C’est dans ce contexte et sans doute lassé comme les fans de ces questions/réponses sans fin que Morrissey a mis tout le monde d’accord en mettant en ligne une longue lettre ou adresse à l’attention de son ancien camarade, l’accusant assez ouvertement de revenir à dessein sur The Smiths pour vendre sa marchandise de saison. Morrissey n’y va pas de main morte mais signe un message plutôt subtil, foutrement drôle et sans (trop d’) outrance qui revient aussi avec une certaine émotion sur ce que les deux hommes ont partagé. Quelles conséquences peut avoir cet échange sur la destinée de l’un et l’autre ? Nul ne sait. On imagine que l’hypothèse d’une reformation de The Smiths a de nouveau pris du plomb dans l’aile et que cela n’aidera ni Morrissey à trouver un label pour héberger son nouvel album (enregistré depuis plus d’un an maintenant), ni Marr à écouler son nouveau (double) album Fever Dreams (le 25 février chez BMG). Marr donnera quelques concerts en appui de ce disque avant de rejoindre le groupe The Killers sur sa tournée américaine.

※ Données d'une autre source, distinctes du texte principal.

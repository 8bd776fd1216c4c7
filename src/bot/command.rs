//! Slash-command parsing, caller identity and the generated help embed.
//!
//! A command line looks like `/name arg arg key:value key:"quoted value"`.
//! Named arguments may appear in any order; bare arguments fill the
//! remaining parameters in declaration order, and surplus words are joined
//! onto the last parameter so `/buy rope of climbing` needs no quotes.

use log::trace;
use std::collections::BTreeMap;
use thiserror::Error;

use super::reply::Embed;
use crate::game::currency::{parse_coins, Coins};
use crate::game::errors::{GameError, GameResult};

/// Who sent a command.
#[derive(Debug, Clone, PartialEq, Eq)]
pub struct Caller {
    pub user_id: String,
    pub display_name: String,
    pub is_admin: bool,
}

impl Caller {
    pub fn new(user_id: impl Into<String>, display_name: impl Into<String>) -> Self {
        Self {
            user_id: user_id.into(),
            display_name: display_name.into(),
            is_admin: false,
        }
    }

    pub fn admin(mut self, is_admin: bool) -> Self {
        self.is_admin = is_admin;
        self
    }

    pub fn mention(&self) -> String {
        mention(&self.user_id)
    }
}

pub fn mention(user_id: &str) -> String {
    format!("<@{}>", user_id)
}

#[derive(Debug, Clone, Copy, PartialEq, Eq)]
pub struct ParamSpec {
    pub name: &'static str,
    pub required: bool,
}

pub const fn req(name: &'static str) -> ParamSpec {
    ParamSpec { name, required: true }
}

pub const fn opt(name: &'static str) -> ParamSpec {
    ParamSpec { name, required: false }
}

/// One entry of a persona's command table.
#[derive(Debug, Clone, Copy, PartialEq, Eq)]
pub struct CommandSpec {
    pub name: &'static str,
    pub description: &'static str,
    pub admin_only: bool,
    pub params: &'static [ParamSpec],
}

impl CommandSpec {
    /// `/name <required> [optional]`
    pub fn usage(&self) -> String {
        let mut out = format!("/{}", self.name);
        for p in self.params {
            if p.required {
                out.push_str(&format!(" <{}>", p.name));
            } else {
                out.push_str(&format!(" [{}]", p.name));
            }
        }
        out
    }
}

#[derive(Debug, Error, PartialEq, Eq)]
pub enum ParseError {
    #[error("not a command")]
    NotACommand,
    #[error("unknown command `/{0}`")]
    UnknownCommand(String),
    #[error("unterminated quote")]
    UnterminatedQuote,
    #[error("missing `{param}`; usage: `{usage}`")]
    MissingParam { param: String, usage: String },
    #[error("too many arguments; usage: `{0}`")]
    TooManyArgs(String),
}

/// Parsed arguments of one command.
#[derive(Debug, Clone, Default, PartialEq, Eq)]
pub struct Args {
    values: BTreeMap<&'static str, String>,
}

impl Args {
    pub fn get(&self, name: &str) -> Option<&str> {
        self.values.get(name).map(String::as_str)
    }

    /// A required text argument.
    pub fn text(&self, name: &str) -> GameResult<&str> {
        self.get(name)
            .filter(|v| !v.trim().is_empty())
            .ok_or_else(|| GameError::InvalidArgument(format!("`{}` is required", name)))
    }

    pub fn int(&self, name: &str) -> GameResult<Option<i64>> {
        self.get(name)
            .map(|v| {
                v.trim()
                    .parse::<i64>()
                    .map_err(|_| GameError::InvalidArgument(format!("`{}` must be a whole number", name)))
            })
            .transpose()
    }

    pub fn int_or(&self, name: &str, default: i64) -> GameResult<i64> {
        Ok(self.int(name)?.unwrap_or(default))
    }

    pub fn flag(&self, name: &str) -> GameResult<Option<bool>> {
        self.get(name)
            .map(|v| match v.trim().to_lowercase().as_str() {
                "true" | "yes" | "y" | "1" | "on" => Ok(true),
                "false" | "no" | "n" | "0" | "off" => Ok(false),
                _ => Err(GameError::InvalidArgument(format!("`{}` must be true or false", name))),
            })
            .transpose()
    }

    /// A member argument as a bare user id. Accepts `<@id>`, `<@!id>`, `@id` or `id`.
    pub fn member(&self, name: &str) -> GameResult<Option<String>> {
        let Some(raw) = self.get(name) else {
            return Ok(None);
        };
        let id = raw
            .trim()
            .trim_start_matches("<@")
            .trim_start_matches('!')
            .trim_start_matches('@')
            .trim_end_matches('>')
            .trim();
        if id.is_empty() {
            return Err(GameError::InvalidArgument(format!("`{}` must name a member", name)));
        }
        Ok(Some(id.to_string()))
    }

    /// Coins from optional `gp`, `sp` and `cp` arguments. `gp` also accepts
    /// a full amount such as `5gp 3sp`.
    pub fn coins(&self) -> GameResult<Coins> {
        let mut coins = match self.get("gp") {
            Some(v) => parse_coins(v)?,
            None => Coins::default(),
        };
        for (name, slot) in [("sp", &mut coins.sp), ("cp", &mut coins.cp)] {
            if let Some(v) = self.int(name)? {
                if v < 0 {
                    return Err(GameError::InvalidArgument(format!("`{}` cannot be negative", name)));
                }
                *slot = slot.saturating_add(v as u64);
            }
        }
        Ok(coins)
    }
}

/// Split a command body into words, honouring double quotes.
pub fn tokenize(input: &str) -> Result<Vec<String>, ParseError> {
    let mut tokens = Vec::new();
    let mut current = String::new();
    let mut in_quotes = false;
    let mut has_token = false;
    for ch in input.chars() {
        match ch {
            '"' => {
                in_quotes = !in_quotes;
                has_token = true;
            }
            c if c.is_whitespace() && !in_quotes => {
                if has_token {
                    tokens.push(std::mem::take(&mut current));
                    has_token = false;
                }
            }
            c => {
                current.push(c);
                has_token = true;
            }
        }
    }
    if in_quotes {
        return Err(ParseError::UnterminatedQuote);
    }
    if has_token {
        tokens.push(current);
    }
    Ok(tokens)
}

/// Parse one line against a command table.
pub fn parse<'t>(line: &str, table: &'t [CommandSpec]) -> Result<(&'t CommandSpec, Args), ParseError> {
    let trimmed = line.trim();
    let Some(body) = trimmed.strip_prefix('/') else {
        return Err(ParseError::NotACommand);
    };
    let (name, rest) = match body.find(char::is_whitespace) {
        Some(pos) => (&body[..pos], &body[pos..]),
        None => (body, ""),
    };
    if name.is_empty() {
        return Err(ParseError::NotACommand);
    }
    let spec = table
        .iter()
        .find(|c| c.name.eq_ignore_ascii_case(name))
        .ok_or_else(|| ParseError::UnknownCommand(name.to_lowercase()))?;

    let mut args = Args::default();
    let mut positional = Vec::new();
    for token in tokenize(rest)? {
        let named = token.split_once(':').and_then(|(key, value)| {
            spec.params
                .iter()
                .find(|p| p.name.eq_ignore_ascii_case(key))
                .map(|p| (p.name, value.to_string()))
        });
        match named {
            Some((key, value)) => {
                args.values.insert(key, value);
            }
            None => positional.push(token),
        }
    }

    let unfilled: Vec<&'static str> = spec
        .params
        .iter()
        .map(|p| p.name)
        .filter(|name| !args.values.contains_key(name))
        .collect();
    let mut open = unfilled.into_iter();
    let mut last_filled: Option<&'static str> = None;
    for token in positional {
        match open.next() {
            Some(name) => {
                args.values.insert(name, token);
                last_filled = Some(name);
            }
            None => match last_filled.and_then(|k| args.values.get_mut(k)) {
                Some(value) => {
                    value.push(' ');
                    value.push_str(&token);
                }
                None => return Err(ParseError::TooManyArgs(spec.usage())),
            },
        }
    }

    if let Some(missing) = spec.params.iter().find(|p| p.required && !args.values.contains_key(p.name)) {
        return Err(ParseError::MissingParam {
            param: missing.name.to_string(),
            usage: spec.usage(),
        });
    }
    trace!("Parsed /{} with {:?}", spec.name, args.values);
    Ok((spec, args))
}

/// Help embed with general and admin sections, each split into fields of
/// at most `field_limit` characters.
pub fn help_embed(title: &str, table: &[CommandSpec], field_limit: usize) -> Embed {
    let entry = |c: &CommandSpec| format!("**/{}** - {}", c.name, c.description);
    let general: Vec<String> = table.iter().filter(|c| !c.admin_only).map(entry).collect();
    let admin: Vec<String> = table.iter().filter(|c| c.admin_only).map(entry).collect();

    let mut embed = Embed::new(title);
    if !general.is_empty() {
        embed = embed.split_field("🧪 General Commands", &general.join("\n"), field_limit);
    }
    if !admin.is_empty() {
        embed = embed.split_field("⚙️ Admin Commands", &admin.join("\n"), field_limit);
    }
    embed
}

#[cfg(test)]
mod tests {
    use super::*;

    const TABLE: &[CommandSpec] = &[
        CommandSpec {
            name: "buy",
            description: "Buy an item.",
            admin_only: false,
            params: &[req("item")],
        },
        CommandSpec {
            name: "givegold",
            description: "Give gold.",
            admin_only: false,
            params: &[req("member"), opt("gp"), opt("sp"), opt("cp")],
        },
        CommandSpec {
            name: "audit_log",
            description: "Recent transactions.",
            admin_only: true,
            params: &[opt("limit")],
        },
    ];

    #[test]
    fn tokenizer_keeps_quoted_words_together() {
        assert_eq!(
            tokenize(r#" item:"rope (50 feet)"  "Wild Sageroot" 3"#).unwrap(),
            vec!["item:rope (50 feet)", "Wild Sageroot", "3"]
        );
        assert_eq!(tokenize(r#""""#).unwrap(), vec![""]);
        assert_eq!(tokenize(r#"item:"open"#), Err(ParseError::UnterminatedQuote));
    }

    #[test]
    fn named_and_positional_arguments() {
        let (spec, args) = parse("/givegold gp:5 <@42> 3", TABLE).unwrap();
        assert_eq!(spec.name, "givegold");
        assert_eq!(args.member("member").unwrap().as_deref(), Some("42"));
        assert_eq!(args.coins().unwrap(), Coins::new(5, 3, 0));
    }

    #[test]
    fn surplus_words_join_the_last_parameter() {
        let (_, args) = parse("/buy rope of climbing", TABLE).unwrap();
        assert_eq!(args.text("item").unwrap(), "rope of climbing");
        let (_, args) = parse(r#"/BUY item:"Potion: Healing""#, TABLE).unwrap();
        assert_eq!(args.text("item").unwrap(), "Potion: Healing");
    }

    #[test]
    fn parse_errors() {
        assert_eq!(parse("hello there", TABLE).unwrap_err(), ParseError::NotACommand);
        assert_eq!(
            parse("/dance", TABLE).unwrap_err(),
            ParseError::UnknownCommand("dance".into())
        );
        assert!(matches!(
            parse("/buy", TABLE).unwrap_err(),
            ParseError::MissingParam { ref param, .. } if param == "item"
        ));
        assert!(matches!(parse("/audit_log 5", TABLE), Ok(_)));
    }

    #[test]
    fn typed_accessors_reject_bad_values() {
        let (_, args) = parse("/audit_log many", TABLE).unwrap();
        assert!(matches!(args.int("limit"), Err(GameError::InvalidArgument(_))));
        let (_, args) = parse("/givegold 42 5gp sp:-1", TABLE).unwrap();
        assert!(args.coins().is_err());
        let (_, args) = parse(r#"/givegold 42 "2gp 5cp""#, TABLE).unwrap();
        assert_eq!(args.coins().unwrap(), Coins::new(2, 0, 5));
    }

    #[test]
    fn help_has_general_and_admin_sections() {
        let embed = help_embed("📜 Stanley's Commands", TABLE, 1024);
        assert_eq!(embed.fields.len(), 2);
        assert_eq!(embed.fields[0].name, "🧪 General Commands");
        assert!(embed.fields[0].value.contains("**/buy** - Buy an item."));
        assert_eq!(embed.fields[1].name, "⚙️ Admin Commands");
        assert_eq!(TABLE[1].usage(), "/givegold <member> [gp] [sp] [cp]");
    }
}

Est-ce que ça peut seulement vous donner envie de relire notre récit haletant sur Golden Lights ?
Ceci n’est ni une invective ni une attaque hystérique à l’arme lourde. C’est une demande mesurée, polie et tout à fait calme : est-ce que tu pourrais arrêter de mentionner mon nom en interview ?
Est-ce que tu pourrais, au lieu de ça, s’il te plaît, te contenter de parler de ta propre carrière, de tes incomparables réussites en solo ?
Est-ce que tu pourrais juste me laisser en dehors de tout ça ?
Le truc c’est que tu ne me connais pas. Tu ne sais rien de ma vie, de mes intentions, de ce que je pense et de ce que j’éprouve. Mais tu parles comme si tu étais mon médecin et mon confesseur, en évoquant avec un certain aplomb et de manière interrompue ce qui me motive. On ne se côtoie plus depuis 35 ans. C’était il y a plusieurs vies de distance maintenant. Quand nous nous sommes rencontrés, toi et moi n’avions aucun succès. Nous nous sommes entraidés pour devenir ce que nous sommes aujourd’hui, quoi que ça signifie. Ne peux-tu pas laisser les choses ainsi ? Es-tu vraiment obligé, année après année, décennie après décennie, de me tenir responsable de tout ce qui se passe… depuis le tsunami dans les Iles Salomon en 2007 jusqu’à ce qui dégouline sur le menton de ta grand-mère ?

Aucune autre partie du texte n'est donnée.